[Opening Data shown section]

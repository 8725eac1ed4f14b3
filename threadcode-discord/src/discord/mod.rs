//! Discord channel for threadcode.
//!
//! Connects via Discord Gateway WebSocket for real-time messages and uses the
//! REST API for replies, typing indicators, and thread lookups.

pub mod format;

use crate::message::{InboundMessage, ParentChannel, ThreadChannel};
use crate::traits::{ChannelError, ChannelResult, Gateway, ThreadReplies};
use async_trait::async_trait;
use dashmap::DashMap;
use futures_util::{SinkExt, StreamExt};
use reqwest::Client;
use serde::Deserialize;
use serde_json::json;
use std::sync::Arc;
use tokio::sync::{Notify, RwLock};
use tokio_tungstenite::tungstenite::Message;

/// Default Discord REST API base.
pub const DEFAULT_API_BASE: &str = "https://discord.com/api/v10";

/// GUILDS | GUILD_MESSAGES | MESSAGE_CONTENT
const GATEWAY_INTENTS: u64 = 1 | (1 << 9) | (1 << 15);

/// Channel types that are threads (announcement, public, private).
const THREAD_CHANNEL_TYPES: [u8; 3] = [10, 11, 12];

/// Subset of a Discord channel object.
#[derive(Debug, Clone, Deserialize)]
struct ChannelInfo {
    id: String,
    #[serde(rename = "type")]
    kind: u8,
    #[serde(default)]
    name: Option<String>,
    #[serde(default)]
    parent_id: Option<String>,
}

impl ChannelInfo {
    fn is_thread(&self) -> bool {
        THREAD_CHANNEL_TYPES.contains(&self.kind)
    }
}

/// Discord channel using Gateway WebSocket for real-time messaging.
pub struct DiscordChannel {
    bot_token: String,
    api_base: String,
    client: Client,
    bot_user_id: Option<String>,
    connected: Arc<RwLock<bool>>,
    channels: DashMap<String, ChannelInfo>,
    shutdown_signal: Arc<Notify>,
}

impl DiscordChannel {
    /// Create a new Discord channel.
    pub fn new(bot_token: String) -> Self {
        Self {
            bot_token,
            api_base: DEFAULT_API_BASE.to_string(),
            client: Client::new(),
            bot_user_id: None,
            connected: Arc::new(RwLock::new(false)),
            channels: DashMap::new(),
            shutdown_signal: Arc::new(Notify::new()),
        }
    }

    /// Point REST calls at a different API base.
    pub fn with_api_base(mut self, api_base: impl Into<String>) -> Self {
        self.api_base = api_base.into().trim_end_matches('/').to_string();
        self
    }

    /// Our own user ID, known after `init`.
    pub fn bot_user_id(&self) -> Option<&str> {
        self.bot_user_id.as_deref()
    }

    /// Whether `init` succeeded and `shutdown` has not been called.
    pub async fn is_connected(&self) -> bool {
        *self.connected.read().await
    }

    fn auth_header(&self) -> String {
        format!("Bot {}", self.bot_token)
    }

    /// Fetch a channel object, caching the result.
    async fn channel_info(&self, channel_id: &str) -> ChannelResult<ChannelInfo> {
        if let Some(info) = self.channels.get(channel_id) {
            return Ok(info.value().clone());
        }

        let resp = self
            .client
            .get(format!("{}/channels/{}", self.api_base, channel_id))
            .header("Authorization", self.auth_header())
            .send()
            .await
            .map_err(|e| ChannelError::Connection(format!("Discord channel lookup error: {e}")))?;

        if !resp.status().is_success() {
            let status = resp.status();
            let error = resp.text().await.unwrap_or_default();
            return Err(ChannelError::Internal(format!(
                "Discord API error ({status}) fetching channel {channel_id}: {error}"
            )));
        }

        let info: ChannelInfo = resp
            .json()
            .await
            .map_err(|e| ChannelError::Internal(format!("Failed to parse channel: {e}")))?;

        self.channels.insert(channel_id.to_string(), info.clone());
        Ok(info)
    }

    async fn post_json(&self, url: &str, body: &serde_json::Value) -> ChannelResult<()> {
        let resp = self
            .client
            .post(url)
            .header("Authorization", self.auth_header())
            .json(body)
            .send()
            .await
            .map_err(|e| ChannelError::SendFailed(format!("Discord send error: {e}")))?;

        if !resp.status().is_success() {
            let status = resp.status();
            let error = resp.text().await.unwrap_or_default();
            return Err(ChannelError::SendFailed(format!(
                "Discord API error ({status}): {error}"
            )));
        }

        Ok(())
    }
}

/// Build an `InboundMessage` from a `MESSAGE_CREATE` payload.
fn parse_message_create(d: &serde_json::Value) -> Option<InboundMessage> {
    let author = d.get("author")?;

    Some(InboundMessage {
        id: d.get("id")?.as_str()?.to_string(),
        channel_id: d.get("channel_id")?.as_str()?.to_string(),
        author_id: author.get("id")?.as_str()?.to_string(),
        author_is_bot: author
            .get("bot")
            .and_then(serde_json::Value::as_bool)
            .unwrap_or(false),
        content: d
            .get("content")
            .and_then(serde_json::Value::as_str)
            .unwrap_or("")
            .to_string(),
    })
}

#[async_trait]
impl Gateway for DiscordChannel {
    fn name(&self) -> &'static str {
        "discord"
    }

    async fn init(&mut self) -> ChannelResult<()> {
        // Verify token and learn our own user ID
        let resp = self
            .client
            .get(format!("{}/users/@me", self.api_base))
            .header("Authorization", self.auth_header())
            .send()
            .await
            .map_err(|e| ChannelError::Auth(format!("Failed to verify Discord token: {e}")))?;

        if !resp.status().is_success() {
            return Err(ChannelError::Auth("Invalid Discord bot token".into()));
        }

        let me: serde_json::Value = resp
            .json()
            .await
            .map_err(|e| ChannelError::Auth(format!("Invalid user response: {e}")))?;

        let id = me
            .get("id")
            .and_then(serde_json::Value::as_str)
            .ok_or_else(|| ChannelError::Auth("Discord user response has no id".into()))?;

        self.bot_user_id = Some(id.to_string());
        *self.connected.write().await = true;
        tracing::info!(bot_user_id = %id, "Discord channel initialized");
        Ok(())
    }

    async fn listen<F>(&self, callback: F) -> ChannelResult<()>
    where
        F: Fn(InboundMessage) + Send + Sync + 'static,
    {
        if !self.is_connected().await {
            return Err(ChannelError::NotReady);
        }

        // Get Gateway URL
        let gw_resp: serde_json::Value = self
            .client
            .get(format!("{}/gateway/bot", self.api_base))
            .header("Authorization", self.auth_header())
            .send()
            .await
            .map_err(|e| ChannelError::Connection(format!("Failed to get gateway: {e}")))?
            .json()
            .await
            .map_err(|e| ChannelError::Connection(format!("Invalid gateway response: {e}")))?;

        let gw_url = gw_resp
            .get("url")
            .and_then(|u| u.as_str())
            .unwrap_or("wss://gateway.discord.gg");

        let ws_url = format!("{gw_url}/?v=10&encoding=json");
        tracing::info!("Discord: connecting to gateway...");

        let (ws_stream, _) = tokio_tungstenite::connect_async(&ws_url)
            .await
            .map_err(|e| ChannelError::Connection(format!("WebSocket connection failed: {e}")))?;

        let (mut write, mut read) = ws_stream.split();

        // Read Hello (opcode 10)
        let hello = read
            .next()
            .await
            .ok_or_else(|| ChannelError::Connection("No hello from gateway".into()))?
            .map_err(|e| ChannelError::Connection(format!("WebSocket error: {e}")))?;

        let hello_data: serde_json::Value = serde_json::from_str(&hello.to_string())
            .map_err(|e| ChannelError::Connection(format!("Invalid hello: {e}")))?;

        let heartbeat_interval = hello_data
            .get("d")
            .and_then(|d| d.get("heartbeat_interval"))
            .and_then(serde_json::Value::as_u64)
            .unwrap_or(41250);

        // Send Identify (opcode 2)
        let identify = json!({
            "op": 2,
            "d": {
                "token": self.bot_token,
                "intents": GATEWAY_INTENTS,
                "properties": {
                    "os": std::env::consts::OS,
                    "browser": "threadcode",
                    "device": "threadcode"
                }
            }
        });

        write
            .send(Message::Text(identify.to_string()))
            .await
            .map_err(|e| ChannelError::Connection(format!("Failed to identify: {e}")))?;

        tracing::info!("Discord: connected and identified");

        let mut heartbeat =
            tokio::time::interval(std::time::Duration::from_millis(heartbeat_interval));
        let mut sequence: Option<u64> = None;

        // Only an explicit shutdown ends the loop with `Ok`.
        let outcome = loop {
            tokio::select! {
                _ = self.shutdown_signal.notified() => {
                    let _ = write.send(Message::Close(None)).await;
                    break Ok(());
                }
                _ = heartbeat.tick() => {
                    let hb = json!({"op": 1, "d": sequence});
                    if let Err(e) = write.send(Message::Text(hb.to_string())).await {
                        break Err(ChannelError::Connection(format!("Failed to send heartbeat: {e}")));
                    }
                }
                msg = read.next() => {
                    let msg = match msg {
                        Some(Ok(Message::Text(t))) => t,
                        Some(Ok(Message::Close(frame))) => {
                            tracing::warn!(frame = ?frame, "Discord: gateway closed the connection");
                            break Err(ChannelError::Connection(format!(
                                "Gateway closed the connection: {frame:?}"
                            )));
                        }
                        None => {
                            break Err(ChannelError::Connection("Gateway stream ended".into()));
                        }
                        Some(Err(e)) => {
                            break Err(ChannelError::Connection(format!("WebSocket error: {e}")));
                        }
                        _ => continue,
                    };

                    let event: serde_json::Value = match serde_json::from_str(&msg) {
                        Ok(e) => e,
                        Err(_) => continue,
                    };

                    if let Some(s) = event.get("s").and_then(serde_json::Value::as_u64) {
                        sequence = Some(s);
                    }

                    match event.get("op").and_then(serde_json::Value::as_u64).unwrap_or(0) {
                        1 => {
                            let hb = json!({"op": 1, "d": sequence});
                            if let Err(e) = write.send(Message::Text(hb.to_string())).await {
                                break Err(ChannelError::Connection(format!(
                                    "Failed to send heartbeat: {e}"
                                )));
                            }
                            continue;
                        }
                        7 | 9 => {
                            break Err(ChannelError::Connection(
                                "Gateway requested reconnect or invalidated the session".into(),
                            ));
                        }
                        0 => {}
                        _ => continue,
                    }

                    let event_type = event.get("t").and_then(|t| t.as_str()).unwrap_or("");
                    let Some(d) = event.get("d") else {
                        continue;
                    };

                    match event_type {
                        "READY" => {
                            let tag = d
                                .get("user")
                                .and_then(|u| u.get("username"))
                                .and_then(serde_json::Value::as_str)
                                .unwrap_or("unknown");
                            let guilds = d
                                .get("guilds")
                                .and_then(serde_json::Value::as_array)
                                .map_or(0, Vec::len);
                            tracing::info!(bot = %tag, guilds, "Discord: logged in");
                        }
                        "MESSAGE_CREATE" => {
                            if let Some(message) = parse_message_create(d) {
                                tracing::debug!(
                                    channel = "discord",
                                    user_id = %message.author_id,
                                    chat_id = %message.channel_id,
                                    "IM message received"
                                );
                                callback(message);
                            }
                        }
                        _ => {}
                    }
                }
            }
        };

        *self.connected.write().await = false;
        outcome
    }

    async fn health_check(&self) -> ChannelResult<()> {
        let resp = self
            .client
            .get(format!("{}/users/@me", self.api_base))
            .header("Authorization", self.auth_header())
            .send()
            .await
            .map_err(|e| ChannelError::Connection(format!("Health check failed: {e}")))?;

        if resp.status().is_success() {
            Ok(())
        } else {
            Err(ChannelError::Auth("Discord authentication failed".into()))
        }
    }

    async fn shutdown(&self) -> ChannelResult<()> {
        *self.connected.write().await = false;
        self.shutdown_signal.notify_one();
        tracing::info!("Discord channel shutdown");
        Ok(())
    }
}

#[async_trait]
impl ThreadReplies for DiscordChannel {
    async fn resolve_thread(&self, channel_id: &str) -> ChannelResult<Option<ThreadChannel>> {
        let info = self.channel_info(channel_id).await?;
        if !info.is_thread() {
            return Ok(None);
        }

        let parent = match info.parent_id.as_deref() {
            Some(parent_id) => match self.channel_info(parent_id).await {
                Ok(p) => Some(ParentChannel {
                    id: p.id,
                    name: p.name.unwrap_or_default(),
                }),
                Err(e) => {
                    tracing::warn!(thread_id = %info.id, parent_id, error = %e, "Parent channel lookup failed");
                    None
                }
            },
            None => None,
        };

        Ok(Some(ThreadChannel {
            id: info.id,
            name: info.name.unwrap_or_default(),
            parent,
        }))
    }

    async fn reply(&self, message: &InboundMessage, text: &str) -> ChannelResult<()> {
        let url = format!("{}/channels/{}/messages", self.api_base, message.channel_id);
        let body = json!({
            "content": text,
            "message_reference": { "message_id": message.id },
            "allowed_mentions": { "replied_user": false },
        });
        self.post_json(&url, &body).await
    }

    async fn send_typing(&self, channel_id: &str) -> ChannelResult<()> {
        let url = format!("{}/channels/{}/typing", self.api_base, channel_id);
        self.post_json(&url, &json!({})).await
    }
}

[Closing Data shown section]

Task to carry out:
Where a line above includes "None", copy that line.

Task response:
            bot_user_id: None,
        let mut sequence: Option<u64> = None;
                    let _ = write.send(Message::Close(None)).await;
                        None => {
            return Ok(None);
                    None
            None => None,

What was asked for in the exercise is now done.